Under his breath and through gritted teeth I heard Gaylord mutter “freakshow” & I threw him a glare.
Deathspawn indicated the other passage, & let us down it. We entered another cavern, the floors neatly smoothed. & a large glass corridor suspended from the ceiling. There, waiting to greet us was a another group.
“Doc, Sister, This is the Brotherhood of the Scout.” We shook hands with a Blonde Lizardman. He spoke with a slight lisp.
“Hello, welcome. I am Lathertine,” he smiled “You’ve already met Death-thpawn here, but let me introduth you to the retht of uth. The thurfing hippie gentleman ith the Dood. Thith thuavely drethed blue chap ith The Blue Dodol. The Viking at the back ith “Bertherker” Harald, & bethide him ith Plathmathtorm.
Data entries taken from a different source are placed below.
//! Teacher detection over IdP user attributes
//!
//! Ordered rules, first match wins. The detector decides which role-map
//! branch a member takes and whether the system-level `coursecreator` role
//! is granted.

use sync_common::IdpUser;

/// Usernames treated as administrative accounts
pub const ADMIN_USERNAMES: &[&str] = &[
    "global-admin",
    "admin",
    "administrator",
    "moodle-admin",
    "keycloak-admin",
];

const LDAP_DN_ATTRIBUTE: &str = "LDAP_ENTRY_DN";
const TEACHERS_OU_MARKER: &str = "OU=Teachers";

/// Rule-based teacher classifier
#[derive(Debug, Clone)]
pub struct TeacherDetector {
    role_attribute: String,
    role_value: String,
}

impl TeacherDetector {
    /// `role_attribute` and `role_value` come from configuration
    /// (defaults: `sophomorixRole` / `teacher`).
    pub fn new(role_attribute: impl Into<String>, role_value: impl Into<String>) -> Self {
        Self {
            role_attribute: role_attribute.into(),
            role_value: role_value.into(),
        }
    }

    /// Classify a user. Rules in order:
    /// 1. Administrative username (fixed set, or `admin` substring)
    /// 2. `LDAP_ENTRY_DN` contains `OU=Teachers`
    /// 3. The configured role attribute equals the teacher value
    /// 4. Attribute `role` equals the teacher value
    /// 5. Attribute `userType` equals `teacher`
    pub fn is_teacher(&self, user: &IdpUser) -> bool {
        let username = user.username.to_lowercase();
        if ADMIN_USERNAMES.contains(&username.as_str()) || username.contains("admin") {
            return true;
        }

        if user
            .attribute(LDAP_DN_ATTRIBUTE)
            .is_some_and(|dn| dn.contains(TEACHERS_OU_MARKER))
        {
            return true;
        }

        if self.attribute_equals(user, &self.role_attribute, &self.role_value) {
            return true;
        }

        if self.attribute_equals(user, "role", &self.role_value) {
            return true;
        }

        if self.attribute_equals(user, "userType", "teacher") {
            return true;
        }

        false
    }

    fn attribute_equals(&self, user: &IdpUser, key: &str, expected: &str) -> bool {
        user.attribute(key)
            .is_some_and(|value| value.eq_ignore_ascii_case(expected))
    }
}

impl Default for TeacherDetector {
    fn default() -> Self {
        Self::new("sophomorixRole", "teacher")
    }
}

#[cfg(test)]
mod tests {
    use super::*;

    fn user_with(username: &str, attrs: &[(&str, &str)]) -> IdpUser {
        let mut user = IdpUser {
            username: username.to_string(),
            enabled: true,
            ..Default::default()
        };
        for (key, value) in attrs {
            user.attributes
                .insert(key.to_string(), vec![value.to_string()]);
        }
        user
    }

    #[test]
    fn admin_usernames_are_teachers() {
        let detector = TeacherDetector::default();
        for name in ADMIN_USERNAMES {
            assert!(detector.is_teacher(&user_with(name, &[])), "{}", name);
        }
        // Substring rule
        assert!(detector.is_teacher(&user_with("school-admin-2", &[])));
    }

    #[test]
    fn ldap_dn_rule() {
        let detector = TeacherDetector::default();
        let user = user_with("alice", &[("LDAP_ENTRY_DN", "CN=alice,OU=Teachers,DC=x")]);
        assert!(detector.is_teacher(&user));

        // Key lookup is case-insensitive
        let user = user_with("alice", &[("ldap_entry_dn", "CN=alice,OU=Teachers,DC=x")]);
        assert!(detector.is_teacher(&user));

        let user = user_with("bob", &[("LDAP_ENTRY_DN", "CN=bob,OU=Students,DC=x")]);
        assert!(!detector.is_teacher(&user));
    }

    #[test]
    fn configured_role_attribute_rule() {
        let detector = TeacherDetector::default();
        assert!(detector.is_teacher(&user_with("carol", &[("sophomorixRole", "Teacher")])));
        assert!(!detector.is_teacher(&user_with("carol", &[("sophomorixRole", "student")])));

        let custom = TeacherDetector::new("schoolRole", "lehrkraft");
        assert!(custom.is_teacher(&user_with("dave", &[("schoolRole", "Lehrkraft")])));
    }

    #[test]
    fn role_attribute_rule() {
        let detector = TeacherDetector::default();
        assert!(detector.is_teacher(&user_with("erin", &[("role", "teacher")])));
    }

    #[test]
    fn user_type_rule() {
        let detector = TeacherDetector::default();
        assert!(detector.is_teacher(&user_with("frank", &[("userType", "TEACHER")])));
    }

    #[test]
    fn no_rule_matches_means_student() {
        let detector = TeacherDetector::default();
        let user = user_with("grace", &[("sophomorixRole", "student"), ("userType", "pupil")]);
        assert!(!detector.is_teacher(&user));
    }
}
Then in the gantry there’th Thadowcat & Throcky, & on guard duty today guarding our datathenter there is Thling, Huggy & Burning Ithe”


We greeted each in turn & the foremost six led us past Sling into an office complex. As we walked, Lacertine continued to explain.
“Thith fair thity of ourth, ath you already have gathered I imagine, is thomewhat of a magnet for mithfitth that are shunned by thothiety. Conthequently, hath a thriving population of what one might call a-hem ‘Thircuth freakth’ “ He glanced at the Doc, “Thith population hath become factioned into groupth, that are regularly fighting one another, over territory, turf warth and the like. We are one thuch group, & thee ourthelveth ath vigilante’th keeping thith neighbourhood thafe. I believe you met Bad Moon, Athe9, & Kira earlier who were out on patrol,”
He led us into a meeting room, and the eight of us sat down. “Anyway, enough about uth, pleath, tell uth what bringth you here.”
Between us, Doc & I explained a bit about ourselves and our mission to find Zomborg. PlasmaStorm piped up, “Well if he’s loose in our neck of the woods here, we can probably help. We have a network of over 100 hero’s here in the city sure we can track them down,”.
“Good plan” said The Dood, “Dodol, put a call out”. Dodol smiled & reached for his tablet computer and tapped a few lines. “Done.” He said.
Within minutes, the tablet was pinging back replies of confirmed and unconfirmed sightings from across the city. Dodol grinned, “Efficiency personified. The most recent sighting appears to be from The Libertarian & Texas Tuff, over on the east-side.”
Without being asked Plasma leapt up, “Come on, I’ll take you there” He reached for a set of car keys, and looking at the Dood, said “Mind if I borrow this?”
“Sure,” The Dood replied “Just don’t char the seats like last time man”
Plasma led us back to the lift, bawdy noise & honking could be heard coming up from the ice cavern,
“…Gaylord Barecock… What sort of a name is that?!?…” followed by more peals of laughter and honking “…Sister Fister… Yeah we KNOW what she likes…phnaar” Individual voices were drowned out by more laughter.
Plasma stepped into the lift, & looked at us uncomfortably, “News travels fast round here.”
We stepped back into the dilapidated YMCA building upstairs. There, slumped in the corner was an inebriated body in a gasmask “Don’t mind him, he just comes here to sleep it off and avoid the drunk tank. FJ will be along in the morning no doubt to pick him up” said Plasma storm. The figure rolled over in his sleep, muttering, “Asshat, Douchebag.”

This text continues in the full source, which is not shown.